§ **Dataset entries**
────

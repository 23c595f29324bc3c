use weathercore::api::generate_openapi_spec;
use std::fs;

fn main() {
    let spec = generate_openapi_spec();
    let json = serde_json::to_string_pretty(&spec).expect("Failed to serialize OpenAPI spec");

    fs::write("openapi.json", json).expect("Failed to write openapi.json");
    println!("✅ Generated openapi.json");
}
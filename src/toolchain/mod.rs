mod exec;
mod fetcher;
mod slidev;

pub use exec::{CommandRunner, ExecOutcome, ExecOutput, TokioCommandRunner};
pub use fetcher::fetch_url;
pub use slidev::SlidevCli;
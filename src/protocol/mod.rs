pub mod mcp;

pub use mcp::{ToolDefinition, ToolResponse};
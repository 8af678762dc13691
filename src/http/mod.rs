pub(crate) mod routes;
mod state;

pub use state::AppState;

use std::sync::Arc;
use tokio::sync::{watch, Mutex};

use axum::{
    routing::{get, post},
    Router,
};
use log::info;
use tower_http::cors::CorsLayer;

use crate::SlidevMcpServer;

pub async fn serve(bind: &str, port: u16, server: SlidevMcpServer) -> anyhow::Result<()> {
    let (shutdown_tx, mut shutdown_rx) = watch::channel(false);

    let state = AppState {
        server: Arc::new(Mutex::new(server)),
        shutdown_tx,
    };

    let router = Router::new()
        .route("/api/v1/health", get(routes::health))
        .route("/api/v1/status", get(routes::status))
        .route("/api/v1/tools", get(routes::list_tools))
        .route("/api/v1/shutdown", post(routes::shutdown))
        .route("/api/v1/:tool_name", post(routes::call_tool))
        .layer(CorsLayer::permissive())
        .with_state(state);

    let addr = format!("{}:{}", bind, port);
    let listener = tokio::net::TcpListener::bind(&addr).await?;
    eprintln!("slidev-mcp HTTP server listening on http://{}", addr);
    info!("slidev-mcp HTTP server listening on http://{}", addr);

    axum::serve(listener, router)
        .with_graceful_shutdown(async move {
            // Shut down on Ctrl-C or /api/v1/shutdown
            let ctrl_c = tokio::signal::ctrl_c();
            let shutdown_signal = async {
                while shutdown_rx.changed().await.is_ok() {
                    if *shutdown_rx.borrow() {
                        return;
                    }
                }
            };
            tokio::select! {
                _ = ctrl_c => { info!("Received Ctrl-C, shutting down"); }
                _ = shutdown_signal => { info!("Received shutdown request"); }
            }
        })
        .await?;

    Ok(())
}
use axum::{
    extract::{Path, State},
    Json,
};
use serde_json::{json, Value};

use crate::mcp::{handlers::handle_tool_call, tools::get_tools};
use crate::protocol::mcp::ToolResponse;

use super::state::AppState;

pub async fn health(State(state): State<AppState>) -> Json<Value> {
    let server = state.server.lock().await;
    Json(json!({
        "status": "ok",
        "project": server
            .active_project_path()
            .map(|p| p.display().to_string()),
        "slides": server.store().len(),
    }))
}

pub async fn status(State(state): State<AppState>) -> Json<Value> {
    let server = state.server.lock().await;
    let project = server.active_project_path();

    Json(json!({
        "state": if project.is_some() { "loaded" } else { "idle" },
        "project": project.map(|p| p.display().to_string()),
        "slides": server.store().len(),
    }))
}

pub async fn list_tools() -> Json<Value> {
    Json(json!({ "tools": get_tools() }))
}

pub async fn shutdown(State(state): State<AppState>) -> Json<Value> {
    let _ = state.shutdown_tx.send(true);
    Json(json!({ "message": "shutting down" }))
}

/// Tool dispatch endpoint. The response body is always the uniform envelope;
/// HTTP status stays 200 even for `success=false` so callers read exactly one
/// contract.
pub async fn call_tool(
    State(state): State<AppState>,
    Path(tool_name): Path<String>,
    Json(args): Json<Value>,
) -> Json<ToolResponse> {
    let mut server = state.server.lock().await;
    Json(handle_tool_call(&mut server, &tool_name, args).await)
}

────

Give back every entry, unchanged in any way.

§ **TASK ANSWER**
repository 23c595f29324bc3c
use weathercore::api::generate_openapi_spec;
use std::fs;

fn main() {
    let spec = generate_openapi_spec();
    let json = serde_json::to_string_pretty(&spec).expect("Failed to serialize OpenAPI spec");

    fs::write("openapi.json", json).expect("Failed to write openapi.json");
    println!("✅ Generated openapi.json");
}
filename src/toolchain/mod.rs
mod exec;
mod fetcher;
mod slidev;

pub use exec::{CommandRunner, ExecOutcome, ExecOutput, TokioCommandRunner};
pub use fetcher::fetch_url;
pub use slidev::SlidevCli;
filename src/protocol/mod.rs
pub mod mcp;

pub use mcp::{ToolDefinition, ToolResponse};
repository 8af678762dc13691
filename src/http/mod.rs
pub(crate) mod routes;
mod state;

pub use state::AppState;

use std::sync::Arc;
use tokio::sync::{watch, Mutex};

use axum::{
    routing::{get, post},
    Router,
};
use log::info;
use tower_http::cors::CorsLayer;

use crate::SlidevMcpServer;

pub async fn serve(bind: &str, port: u16, server: SlidevMcpServer) -> anyhow::Result<()> {
    let (shutdown_tx, mut shutdown_rx) = watch::channel(false);

    let state = AppState {
        server: Arc::new(Mutex::new(server)),
        shutdown_tx,
    };

    let router = Router::new()
        .route("/api/v1/health", get(routes::health))
        .route("/api/v1/status", get(routes::status))
        .route("/api/v1/tools", get(routes::list_tools))
        .route("/api/v1/shutdown", post(routes::shutdown))
        .route("/api/v1/:tool_name", post(routes::call_tool))
        .layer(CorsLayer::permissive())
        .with_state(state);

    let addr = format!("{}:{}", bind, port);
    let listener = tokio::net::TcpListener::bind(&addr).await?;
    eprintln!("slidev-mcp HTTP server listening on http://{}", addr);
    info!("slidev-mcp HTTP server listening on http://{}", addr);

    axum::serve(listener, router)
        .with_graceful_shutdown(async move {
            // Shut down on Ctrl-C or /api/v1/shutdown
            let ctrl_c = tokio::signal::ctrl_c();
            let shutdown_signal = async {
                while shutdown_rx.changed().await.is_ok() {
                    if *shutdown_rx.borrow() {
                        return;
                    }
                }
            };
            tokio::select! {
                _ = ctrl_c => { info!("Received Ctrl-C, shutting down"); }
                _ = shutdown_signal => { info!("Received shutdown request"); }
            }
        })
        .await?;

    Ok(())
}
use axum::{
    extract::{Path, State},
    Json,
};
use serde_json::{json, Value};

use crate::mcp::{handlers::handle_tool_call, tools::get_tools};
use crate::protocol::mcp::ToolResponse;

use super::state::AppState;

pub async fn health(State(state): State<AppState>) -> Json<Value> {
    let server = state.server.lock().await;
    Json(json!({
        "status": "ok",
        "project": server
            .active_project_path()
            .map(|p| p.display().to_string()),
        "slides": server.store().len(),
    }))
}

pub async fn status(State(state): State<AppState>) -> Json<Value> {
    let server = state.server.lock().await;
    let project = server.active_project_path();

    Json(json!({
        "state": if project.is_some() { "loaded" } else { "idle" },
        "project": project.map(|p| p.display().to_string()),
        "slides": server.store().len(),
    }))
}

pub async fn list_tools() -> Json<Value> {
    Json(json!({ "tools": get_tools() }))
}

pub async fn shutdown(State(state): State<AppState>) -> Json<Value> {
    let _ = state.shutdown_tx.send(true);
    Json(json!({ "message": "shutting down" }))
}

/// Tool dispatch endpoint. The response body is always the uniform envelope;
/// HTTP status stays 200 even for `success=false` so callers read exactly one
/// contract.
pub async fn call_tool(
    State(state): State<AppState>,
    Path(tool_name): Path<String>,
    Json(args): Json<Value>,
) -> Json<ToolResponse> {
    let mut server = state.server.lock().await;
    Json(handle_tool_call(&mut server, &tool_name, args).await)
}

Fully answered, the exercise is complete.